Al poco tiempo de que Carmen le dio la noticia de su embarazo a sus padres, otro hecho trastocó la rutina de su hogar: la empresa donde trabajaba su padre lo trasladaba a Concepción. Carmen acababa de entrar a la universidad. A pesar de que su familia mantuvo la casa en Santiago, sus padres le dijeron que debía irse a vivir con ellos a Concepción. Los preparativos para la mudanza se iniciaron. Carmen relata:
-Lo terrible es que mi madre no se había dado por vencida. Insistía en que yo debía hacerme un aborto. El tiempo apremiaba. Ella me explicaba que no tenía nada de qué preocuparme, que nada me iba a pasar, que lo mejor era que me hiciera un aborto, que conocía a la persona adecuada para hacerlo, que sería muy fácil y sin riesgos. Cuando le replicaba que eso era matar a mi guagüita, ella me explicaba que no era verdad, que todavía no era un ser vivo, que uno iba a un lugar y como que con una cucharita te sacaban eso “que no era vida aún”. Lo único que atinaba a responderle era: “¡Para mí sí está vivo!”.
Como Carmen se negaba a abortar, su familia, o más bien dicho su madre, inició una nueva táctica:
-Un día apareció en mi casa el sacerdote Gerardo Joannon. Estaba invitado a comer. Pero no era una simple visita social. Esa noche me propuso que tuviera a mi guagüita, pero que una vez que naciera la diera en adopción. Mi respuesta fue también tajante: le dije que como yo había decidido que esa guagua de todas maneras la tendría, ni el aborto ni la adopción eran opciones para mí. Joannon fue muy persuasivo. Con voz mesurada y reflexiva comenzó a hablarme insistiendo en que era muy loable lo que yo pretendía, pero que debía ser menos egoísta y pensar en el futuro de mi guagua. En lo que era sin lugar a dudas lo mejor para el bebé. Me hablaba de que yo era muy chica para entender la responsabilidad que implica ser madre, de las carencias que le provocaría a ese niño no tener padre.
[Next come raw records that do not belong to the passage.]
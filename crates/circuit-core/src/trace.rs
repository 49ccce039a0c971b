//! The reduction trace orchestrator: replays [`crate::reduce`]'s tree one
//! depth level at a time, turning each deepest series/parallel group of
//! passive atoms into a named equivalent resistor, so a caller can present
//! the reduction as a sequence of human-readable steps.
//!
//! Collapsing is deepest-first by nesting depth from the root: each level
//! finds the maximum depth at which a fully-passive-atom series/parallel
//! node exists and collapses only those, leaving shallower candidates for a
//! later level. A node that mixes in a voltage or current source is left
//! alone — sources don't reduce to an equivalent resistance, so the trace
//! simply stops growing along that branch.

use crate::error::CircuitError;
use crate::ids::{GeneratedName, IdGen};
use crate::tree::{Atom, Expr};
use crate::units::Ohms;

/// Hard ceiling on trace depth, distinct from the reducer's own
/// rewrite-iteration ceiling.
const LEVEL_CEILING: usize = 50;

#[derive(Debug, Clone, Copy, PartialEq, Eq)]
pub enum StepKind {
    Series,
    Parallel,
}

/// One equivalent-resistance collapse recorded during the trace.
#[derive(Debug, Clone, PartialEq)]
pub struct ReductionStep {
    pub level: usize,
    pub counter: usize,
    pub kind: StepKind,
    pub operand_names: Vec<String>,
    pub operand_ohms: Vec<Ohms>,
    pub result_name: GeneratedName,
    pub result_ohms: Ohms,
    pub presentation: String,
}

/// The result of tracing a tree to (partial or full) resistive collapse.
#[derive(Debug, Clone, PartialEq)]
pub struct TraceOutcome {
    pub levels: Vec<Vec<ReductionStep>>,
    pub final_tree: Expr,
    pub error: Option<CircuitError>,
}

/// Trace `tree`'s series/parallel collapse, level by level. Each level
/// collapses only the candidates at the current maximum nesting depth
/// (the "deepest-first" depth policy described at module level).
pub fn trace(tree: &Expr) -> TraceOutcome {
    let mut idgen = IdGen::starting_after(0, max_atom_edge_id(tree));
    let mut current = tree.clone();
    let mut levels = Vec::new();

    for level in 0..LEVEL_CEILING {
        let Some(target_depth) = max_candidate_depth(&current, 0) else {
            return TraceOutcome {
                levels,
                final_tree: current,
                error: None,
            };
        };
        let mut steps = Vec::new();
        let mut counter = 0usize;
        match apply_at_depth(&current, 0, target_depth, level, &mut counter, &mut idgen, &mut steps) {
            Ok(next) => {
                levels.push(steps);
                current = next;
            }
            Err(err) => {
                return TraceOutcome {
                    levels,
                    final_tree: current,
                    error: Some(err),
                };
            }
        }
    }

    // The ceiling was reached without the loop's own early return, so some
    // candidate is still left uncollapsed - that's a livelock, not a
    // finished trace.
    let error = max_candidate_depth(&current, 0)
        .map(|_| CircuitError::Reducibility("reduction limit reached".into()));
    TraceOutcome {
        levels,
        final_tree: current,
        error,
    }
}

/// The highest edge id among `tree`'s atoms, so the id generator seeded from
/// it never hands out an id that collides with a real circuit edge.
fn max_atom_edge_id(expr: &Expr) -> u64 {
    match expr {
        Expr::Atom(a) => a.id().value(),
        Expr::Series(children) | Expr::Parallel(children) => {
            children.iter().map(max_atom_edge_id).max().unwrap_or(0)
        }
    }
}

/// The deepest nesting level at which a fully-passive-atom series/parallel
/// node exists, or `None` if there is nothing left to collapse.
fn max_candidate_depth(expr: &Expr, depth: usize) -> Option<usize> {
    match expr {
        Expr::Atom(_) => None,
        Expr::Series(children) | Expr::Parallel(children) => {
            if all_passive_atoms(children).is_some() {
                Some(depth)
            } else {
                children
                    .iter()
                    .filter_map(|c| max_candidate_depth(c, depth + 1))
                    .max()
            }
        }
    }
}

/// Collapse every fully-passive-atom series/parallel node that sits exactly
/// at `target`, leaving shallower candidates untouched for a later level.
fn apply_at_depth(
    expr: &Expr,
    depth: usize,
    target: usize,
    level: usize,
    counter: &mut usize,
    idgen: &mut IdGen,
    steps: &mut Vec<ReductionStep>,
) -> Result<Expr, CircuitError> {
    match expr {
        Expr::Atom(_) => Ok(expr.clone()),
        Expr::Series(children) => {
            if let Some(atoms) = all_passive_atoms(children) {
                if depth != target {
                    return Ok(expr.clone());
                }
                let step = collapse_series(&atoms, level, counter)?;
                let result = Expr::Atom(Atom::generated_resistor(
                    idgen.fresh_edge(),
                    step.result_ohms,
                    step.result_name.clone(),
                ));
                steps.push(step);
                Ok(result)
            } else {
                let rewritten: Result<Vec<Expr>, _> = children
                    .iter()
                    .map(|c| apply_at_depth(c, depth + 1, target, level, counter, idgen, steps))
                    .collect();
                Ok(Expr::Series(rewritten?))
            }
        }
        Expr::Parallel(children) => {
            if let Some(atoms) = all_passive_atoms(children) {
                if depth != target {
                    return Ok(expr.clone());
                }
                let step = collapse_parallel(&atoms, level, counter)?;
                let result = Expr::Atom(Atom::generated_resistor(
                    idgen.fresh_edge(),
                    step.result_ohms,
                    step.result_name.clone(),
                ));
                steps.push(step);
                Ok(result)
            } else {
                let rewritten: Result<Vec<Expr>, _> = children
                    .iter()
                    .map(|c| apply_at_depth(c, depth + 1, target, level, counter, idgen, steps))
                    .collect();
                Ok(Expr::Parallel(rewritten?))
            }
        }
    }
}

fn is_passive(atom: &Atom) -> bool {
    matches!(atom, Atom::Resistor { .. } | Atom::Ammeter { .. })
}

fn ohms_of(atom: &Atom) -> Ohms {
    match atom {
        Atom::Resistor { ohms, .. } => *ohms,
        Atom::Ammeter { .. } => Ohms(0.0),
        _ => unreachable!("ohms_of called on a non-passive atom"),
    }
}

fn name_of(atom: &Atom) -> String {
    atom.name()
        .map(str::to_string)
        .unwrap_or_else(|| atom.id().to_string())
}

fn all_passive_atoms(children: &[Expr]) -> Option<Vec<Atom>> {
    let mut atoms = Vec::with_capacity(children.len());
    for child in children {
        match child {
            Expr::Atom(a) if is_passive(a) => atoms.push(a.clone()),
            _ => return None,
        }
    }
    Some(atoms)
}

fn collapse_series(
    atoms: &[Atom],
    level: usize,
    counter: &mut usize,
) -> Result<ReductionStep, CircuitError> {
    let total: f64 = atoms.iter().map(|a| ohms_of(a).value()).sum();
    if total == 0.0 {
        return Err(CircuitError::ShortCircuit(
            "a zero-ohm series run shorts the circuit".into(),
        ));
    }
    let names: Vec<String> = atoms.iter().map(name_of).collect();
    let ohms_list: Vec<Ohms> = atoms.iter().map(ohms_of).collect();
    let result_name = GeneratedName::new(level, *counter);
    *counter += 1;
    let presentation = format!("{} = {:.6} Ω", names.join(" + "), total);
    Ok(ReductionStep {
        level,
        counter: result_name.counter,
        kind: StepKind::Series,
        operand_names: names,
        operand_ohms: ohms_list,
        result_name,
        result_ohms: Ohms(total),
        presentation,
    })
}

fn collapse_parallel(
    atoms: &[Atom],
    level: usize,
    counter: &mut usize,
) -> Result<ReductionStep, CircuitError> {
    let ohms_list: Vec<Ohms> = atoms.iter().map(ohms_of).collect();
    if atoms.len() > 1 && ohms_list.iter().any(|o| o.value() == 0.0) {
        return Err(CircuitError::ShortCircuit(
            "a zero-resistance branch shorts the rest of this parallel group".into(),
        ));
    }
    let reciprocal_sum: f64 = ohms_list.iter().map(|o| o.conductance()).sum();
    if reciprocal_sum == 0.0 {
        return Err(CircuitError::Reducibility(
            "parallel group has infinite equivalent resistance".into(),
        ));
    }
    let total = 1.0 / reciprocal_sum;
    let names: Vec<String> = atoms.iter().map(name_of).collect();
    let result_name = GeneratedName::new(level, *counter);
    *counter += 1;
    let presentation = format!(
        "(1/{})⁻¹ = {:.6} Ω",
        names
            .iter()
            .map(|n| format!("{n}"))
            .collect::<Vec<_>>()
            .join(" + 1/"),
        total
    );
    Ok(ReductionStep {
        level,
        counter: result_name.counter,
        kind: StepKind::Parallel,
        operand_names: names,
        operand_ohms: ohms_list,
        result_name,
        result_ohms: Ohms(total),
        presentation,
    })
}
Que para esa guagua iba a ser terrible… Que si yo había decidido hacer una opción por la vida, la segunda decisión era que esa guagua se criara en una familia bien constituida, no como hijo de una madre soltera. Que fuera normal…
Carmen recordaría por muchos años esa noche del verano de 1975. Y cada palabra de esa conversación. Hasta ese momento el diálogo se había desarrollado frente a sus padres. Pero en un momento en que Joannon insistía en sus argumentos a favor de la adopción, Carmen no pudo soportar más la presión y se largó a llorar. Con un potente “¡no!” y entre sollozos, se fue a su pieza. Pasaría mucho rato antes de que el sacerdote golpeara a su puerta, esta vez solo…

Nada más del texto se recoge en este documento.